▶ Goal of the exercise
Only the lines that contain the string "source" belong in the answer; pull them from the records.

(Stored data entries)
══════

//! Little-endian primitive codec.
//!
//! Every multi-byte integer and float in this format is little-endian;
//! signed integers are two's complement; UTF-8 strings carry no BOM and no
//! null terminator, with their byte length carried separately. This module
//! is the single place that knows that.

use crate::error::FggReadError;

/// A read-only cursor over a borrowed byte slice.
///
/// Reads advance the cursor and fail with [`FggReadError::Truncated`] rather
/// than panicking once the buffer is exhausted - there is no other way for a
/// malformed or cut-off tile to surface itself.
#[derive(Debug, Clone, Copy)]
pub struct Cursor<'a> {
    bytes: &'a [u8],
    pos: usize,
}

impl<'a> Cursor<'a> {
    #[must_use]
    pub const fn new(bytes: &'a [u8]) -> Self {
        Self { bytes, pos: 0 }
    }

    #[must_use]
    pub const fn position(&self) -> usize {
        self.pos
    }

    #[must_use]
    pub const fn remaining(&self) -> usize {
        self.bytes.len() - self.pos
    }

    #[must_use]
    pub const fn is_empty(&self) -> bool {
        self.pos >= self.bytes.len()
    }

    fn take(&mut self, len: usize) -> Result<&'a [u8], FggReadError> {
        if self.remaining() < len {
            return Err(FggReadError::Truncated {
                needed: len,
                available: self.remaining(),
            });
        }
        let start = self.pos;
        self.pos += len;
        Ok(&self.bytes[start..self.pos])
    }

    pub fn read_u8(&mut self) -> Result<u8, FggReadError> {
        Ok(self.take(1)?[0])
    }

    pub fn read_i8(&mut self) -> Result<i8, FggReadError> {
        Ok(self.take(1)?[0] as i8)
    }

    pub fn read_bool(&mut self) -> Result<bool, FggReadError> {
        Ok(self.read_u8()? != 0)
    }

    pub fn read_u16(&mut self) -> Result<u16, FggReadError> {
        let b = self.take(2)?;
        Ok(u16::from_le_bytes([b[0], b[1]]))
    }

    pub fn read_i16(&mut self) -> Result<i16, FggReadError> {
        Ok(self.read_u16()? as i16)
    }

    pub fn read_u32(&mut self) -> Result<u32, FggReadError> {
        let b = self.take(4)?;
        Ok(u32::from_le_bytes([b[0], b[1], b[2], b[3]]))
    }

    pub fn read_i32(&mut self) -> Result<i32, FggReadError> {
        Ok(self.read_u32()? as i32)
    }

    pub fn read_u64(&mut self) -> Result<u64, FggReadError> {
        let b = self.take(8)?;
        Ok(u64::from_le_bytes([
            b[0], b[1], b[2], b[3], b[4], b[5], b[6], b[7],
        ]))
    }

    pub fn read_i64(&mut self) -> Result<i64, FggReadError> {
        Ok(self.read_u64()? as i64)
    }

    pub fn read_f32(&mut self) -> Result<f32, FggReadError> {
        Ok(f32::from_bits(self.read_u32()?))
    }

    pub fn read_f64(&mut self) -> Result<f64, FggReadError> {
        Ok(f64::from_bits(self.read_u64()?))
    }

    /// Reads `len` raw bytes, copied out of the source buffer.
    pub fn read_bytes(&mut self, len: usize) -> Result<Vec<u8>, FggReadError> {
        Ok(self.take(len)?.to_vec())
    }

    /// Reads `len` raw bytes as a borrowed slice, without copying.
    ///
    /// Callers must not retain this past the next cursor operation if they
    /// need it to outlive the source buffer's lifetime; see the borrow
    /// discussion in the crate's module docs.
    pub fn read_slice(&mut self, len: usize) -> Result<&'a [u8], FggReadError> {
        self.take(len)
    }

    /// Reads a `[len: u32][bytes]`-framed raw byte array.
    pub fn read_length_prefixed_bytes(&mut self) -> Result<Vec<u8>, FggReadError> {
        let len = self.read_u32()? as usize;
        self.read_bytes(len)
    }

    /// Reads a `[len: u32][utf-8 bytes]`-framed string.
    ///
    /// Invalid UTF-8 is replaced lossily rather than rejected outright; the
    /// format does not define a dedicated encoding error for this case.
    pub fn read_length_prefixed_string(&mut self) -> Result<String, FggReadError> {
        let bytes = self.read_length_prefixed_bytes()?;
        Ok(String::from_utf8_lossy(&bytes).into_owned())
    }

    /// Reads a `[len: u16][utf-8 bytes]`-framed string (used for column names).
    pub fn read_short_length_prefixed_string(&mut self) -> Result<String, FggReadError> {
        let len = self.read_u16()? as usize;
        let bytes = self.read_bytes(len)?;
        Ok(String::from_utf8_lossy(&bytes).into_owned())
    }
}

/// Appends `value` (a `[len: u32][bytes]`-framed byte array) to `out`.
pub fn write_length_prefixed_bytes(out: &mut Vec<u8>, value: &[u8]) {
    out.extend_from_slice(&(value.len() as u32).to_le_bytes());
    out.extend_from_slice(value);
}

/// Appends `value` (a `[len: u32][utf-8 bytes]`-framed string) to `out`.
pub fn write_length_prefixed_str(out: &mut Vec<u8>, value: &str) {
    write_length_prefixed_bytes(out, value.as_bytes());
}

/// Appends `value` (a `[len: u16][utf-8 bytes]`-framed string) to `out`.
pub fn write_short_length_prefixed_str(out: &mut Vec<u8>, value: &str) {
    out.extend_from_slice(&(value.len() as u16).to_le_bytes());
    out.extend_from_slice(value.as_bytes());
}

#[cfg(test)]
mod tests {
    use super::*;

    #[test]
    fn round_trips_fixed_width_primitives() {
        let mut out = Vec::new();
        out.extend_from_slice(&42u8.to_le_bytes());
        out.extend_from_slice(&(-5i8).to_le_bytes());
        out.extend_from_slice(&1234u16.to_le_bytes());
        out.extend_from_slice(&(-1234i16).to_le_bytes());
        out.extend_from_slice(&123_456_789u32.to_le_bytes());
        out.extend_from_slice(&(-123_456_789i32).to_le_bytes());
        out.extend_from_slice(&123_456_789_012u64.to_le_bytes());
        out.extend_from_slice(&(-123_456_789_012i64).to_le_bytes());
        out.extend_from_slice(&3.14f32.to_le_bytes());
        out.extend_from_slice(&2.71828f64.to_le_bytes());

        let mut cur = Cursor::new(&out);
        assert_eq!(cur.read_u8().unwrap(), 42);
        assert_eq!(cur.read_i8().unwrap(), -5);
        assert_eq!(cur.read_u16().unwrap(), 1234);
        assert_eq!(cur.read_i16().unwrap(), -1234);
        assert_eq!(cur.read_u32().unwrap(), 123_456_789);
        assert_eq!(cur.read_i32().unwrap(), -123_456_789);
        assert_eq!(cur.read_u64().unwrap(), 123_456_789_012);
        assert_eq!(cur.read_i64().unwrap(), -123_456_789_012);
        assert!((cur.read_f32().unwrap() - 3.14f32).abs() < f32::EPSILON);
        assert!((cur.read_f64().unwrap() - 2.71828f64).abs() < f64::EPSILON);
        assert!(cur.is_empty());
    }

    #[test]
    fn truncated_read_fails_instead_of_panicking() {
        let buf = [1u8, 2, 3];
        let mut cur = Cursor::new(&buf);
        let err = cur.read_u32().unwrap_err();
        assert!(matches!(
            err,
            FggReadError::Truncated {
                needed: 4,
                available: 3
            }
        ));
    }

    #[test]
    fn length_prefixed_strings_round_trip() {
        let mut out = Vec::new();
        write_length_prefixed_str(&mut out, "hello world");
        write_short_length_prefixed_str(&mut out, "weight");

        let mut cur = Cursor::new(&out);
        assert_eq!(cur.read_length_prefixed_string().unwrap(), "hello world");
        assert_eq!(cur.read_short_length_prefixed_string().unwrap(), "weight");
    }
}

══════

▶ Solution to this exercise
    /// Reads `len` raw bytes, copied out of the source buffer.
    /// need it to outlive the source buffer's lifetime; see the borrow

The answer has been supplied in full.